▶ _What the task requires_
How many lines in the data below contain the string "DrRerNat"? State that number only.

Top of Provided data

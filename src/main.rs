use clap::Parser;
use log::{error, info, LevelFilter};
use log4rs::append::console::ConsoleAppender;
use log4rs::config::{Appender, Config as LogConfig, Root};
use log4rs::encode::pattern::PatternEncoder;
use std::path::PathBuf;

use rust_lab_scraper::browser::{BrowserManager, TabSession};
use rust_lab_scraper::config::{Config, DEFAULT_CONFIG_PATH};
use rust_lab_scraper::Pipeline;

/// Scrape the lab directory into a normalized researcher CSV
#[derive(Parser, Debug)]
#[command(name = "rust_lab_scraper", version)]
struct Cli {
    /// TOML configuration file; defaults are used when it does not exist
    #[arg(short, long, default_value = DEFAULT_CONFIG_PATH)]
    config: PathBuf,

    /// Output CSV path
    #[arg(short, long)]
    output: Option<PathBuf>,

    /// First anchor id to visit
    #[arg(long)]
    start: Option<u32>,

    /// Anchor id to stop before
    #[arg(long)]
    end: Option<u32>,

    /// Run Chrome with a visible window
    #[arg(long)]
    show_browser: bool,

    #[arg(long)]
    no_progress: bool,
}

fn init_logging() {
    let Err(e) = log4rs::init_file("log4rs.yml", Default::default()) else {
        return;
    };

    let stdout = ConsoleAppender::builder()
        .encoder(Box::new(PatternEncoder::new("{d(%H:%M:%S)} {h({l})} {t} - {m}{n}")))
        .build();

    let fallback = LogConfig::builder()
        .appender(Appender::builder().build("stdout", Box::new(stdout)))
        .build(Root::builder().appender("stdout").build(LevelFilter::Info));

    match fallback {
        Ok(cfg) => {
            if log4rs::init_config(cfg).is_ok() {
                info!("log4rs.yml not loaded ({}), logging to console", e);
            }
        }
        Err(errs) => eprintln!("Failed to configure logging: {}", errs),
    }
}

fn load_config(cli: &Cli) -> Result<Config, Box<dyn std::error::Error>> {
    let mut config = if cli.config.exists() {
        Config::from_path(&cli.config)?
    } else {
        info!("{} not found, using defaults", cli.config.display());
        Config::default()
    };

    if let Some(output) = &cli.output {
        config.output.path = output.clone();
    }
    if let Some(start) = cli.start {
        config.site.anchor_start = start;
    }
    if let Some(end) = cli.end {
        config.site.anchor_end = end;
    }
    if cli.show_browser {
        config.browser.headless = false;
    }
    if cli.no_progress {
        config.output.show_progress = false;
    }

    config.validate()?;
    Ok(config)
}

fn main() -> Result<(), Box<dyn std::error::Error>> {
    init_logging();

    let cli = Cli::parse();
    let config = load_config(&cli)?;

    info!(
        "Scraping anchors {}..{} from {}",
        config.site.anchor_start, config.site.anchor_end, config.site.url
    );

    let manager = BrowserManager::new(config.browser.clone())?;
    let mut session = TabSession::new(manager.new_tab()?);

    let mut pipeline = Pipeline::new(&mut session, &config);
    let table = match pipeline.run() {
        Ok(table) => table,
        Err(e) => {
            error!("Scrape failed, no output written: {}", e);
            return Err(e.into());
        }
    };

    table.save(&config.output.path)?;
    Ok(())
}
use serde::{Deserialize, Serialize};
use std::fmt;
use std::path::Path;

use crate::error::ScrapeError;

/// Output column order. Downstream consumers read the CSV positionally.
pub const COLUMNS: [&str; 4] = ["Name", "Education", "Branch", "Section"];

/// Education credentials recognized in researcher names.
///
/// Variants are listed in scan order: a longer token that shares a prefix with a
/// shorter one (`MSc` / `MS`, `MHSc` / `MHS`) comes first.
#[derive(Debug, Clone, Copy, PartialEq, Eq, Hash, PartialOrd, Ord, Serialize, Deserialize)]
pub enum Education {
    #[serde(rename = "MA")]
    Ma,
    #[serde(rename = "MSc")]
    MSc,
    #[serde(rename = "MS")]
    Ms,
    #[serde(rename = "MHSc")]
    MHSc,
    #[serde(rename = "MHS")]
    Mhs,
    #[serde(rename = "MPVM")]
    Mpvm,
    #[serde(rename = "MPH")]
    Mph,
    #[serde(rename = "MD")]
    Md,
    #[serde(rename = "ScD")]
    ScD,
    #[serde(rename = "DSc")]
    DSc,
    #[serde(rename = "DVM")]
    Dvm,
    #[serde(rename = "DPhil")]
    DPhil,
    #[serde(rename = "PhD")]
    PhD,
    #[serde(rename = "Dr rer nat")]
    DrRerNat,
    /// No credential listed on the page
    Other,
}

impl Education {
    /// Credential vocabulary in scan order (excludes `Other`)
    pub const CREDENTIALS: [Education; 14] = [
        Education::Ma,
        Education::MSc,
        Education::Ms,
        Education::MHSc,
        Education::Mhs,
        Education::Mpvm,
        Education::Mph,
        Education::Md,
        Education::ScD,
        Education::DSc,
        Education::Dvm,
        Education::DPhil,
        Education::PhD,
        Education::DrRerNat,
    ];

    pub fn as_str(&self) -> &'static str {
        match self {
            Education::Ma => "MA",
            Education::MSc => "MSc",
            Education::Ms => "MS",
            Education::MHSc => "MHSc",
            Education::Mhs => "MHS",
            Education::Mpvm => "MPVM",
            Education::Mph => "MPH",
            Education::Md => "MD",
            Education::ScD => "ScD",
            Education::DSc => "DSc",
            Education::Dvm => "DVM",
            Education::DPhil => "DPhil",
            Education::PhD => "PhD",
            Education::DrRerNat => "Dr rer nat",
            Education::Other => "Other",
        }
    }
}

impl fmt::Display for Education {
    fn fmt(&self, f: &mut fmt::Formatter<'_>) -> fmt::Result {
        f.write_str(self.as_str())
    }
}

/// One researcher row. `education` and `branch` are filled in by the normalizer.
#[derive(Debug, Clone, PartialEq, Eq, Hash)]
pub struct ProfileRecord {
    pub name: String,
    pub education: Option<Education>,
    pub branch: Option<String>,
    pub section: String,
}

impl ProfileRecord {
    pub fn new(name: impl Into<String>, section: impl Into<String>) -> Self {
        Self {
            name: name.into(),
            education: None,
            branch: None,
            section: section.into(),
        }
    }

    pub fn with_education(mut self, education: Education) -> Self {
        self.education = Some(education);
        self
    }

    pub fn with_branch(mut self, branch: impl Into<String>) -> Self {
        self.branch = Some(branch.into());
        self
    }

    /// Cells in `COLUMNS` order. A row never run through education
    /// normalization is written as `Other`.
    pub fn to_row(&self) -> [&str; 4] {
        [
            self.name.as_str(),
            self.education.unwrap_or(Education::Other).as_str(),
            self.branch.as_deref().unwrap_or(""),
            self.section.as_str(),
        ]
    }
}

/// The accumulated researcher table
#[derive(Debug, Clone, Default, PartialEq, Eq)]
pub struct ResultTable {
    pub rows: Vec<ProfileRecord>,
}

impl ResultTable {
    pub fn new() -> Self {
        Self::default()
    }

    pub fn len(&self) -> usize {
        self.rows.len()
    }

    pub fn is_empty(&self) -> bool {
        self.rows.is_empty()
    }

    pub fn extend(&mut self, rows: impl IntoIterator<Item = ProfileRecord>) {
        self.rows.extend(rows);
    }

    /// Write the table as CSV with a header row and no index column
    pub fn write_csv<W: std::io::Write>(&self, writer: W) -> Result<(), ScrapeError> {
        let mut wtr = csv::WriterBuilder::new()
            .has_headers(false)
            .from_writer(writer);

        wtr.write_record(COLUMNS)?;
        for row in &self.rows {
            wtr.write_record(row.to_row())?;
        }
        wtr.flush()?;

        Ok(())
    }

    pub fn save(&self, path: &Path) -> Result<(), ScrapeError> {
        let file = std::fs::File::create(path)?;
        self.write_csv(file)?;
        log::info!("Wrote {} rows to {}", self.rows.len(), path.display());
        Ok(())
    }
}

impl FromIterator<ProfileRecord> for ResultTable {
    fn from_iter<I: IntoIterator<Item = ProfileRecord>>(iter: I) -> Self {
        Self {
            rows: iter.into_iter().collect(),
        }
    }
}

Bottom of Provided data

▶ _Result below_
3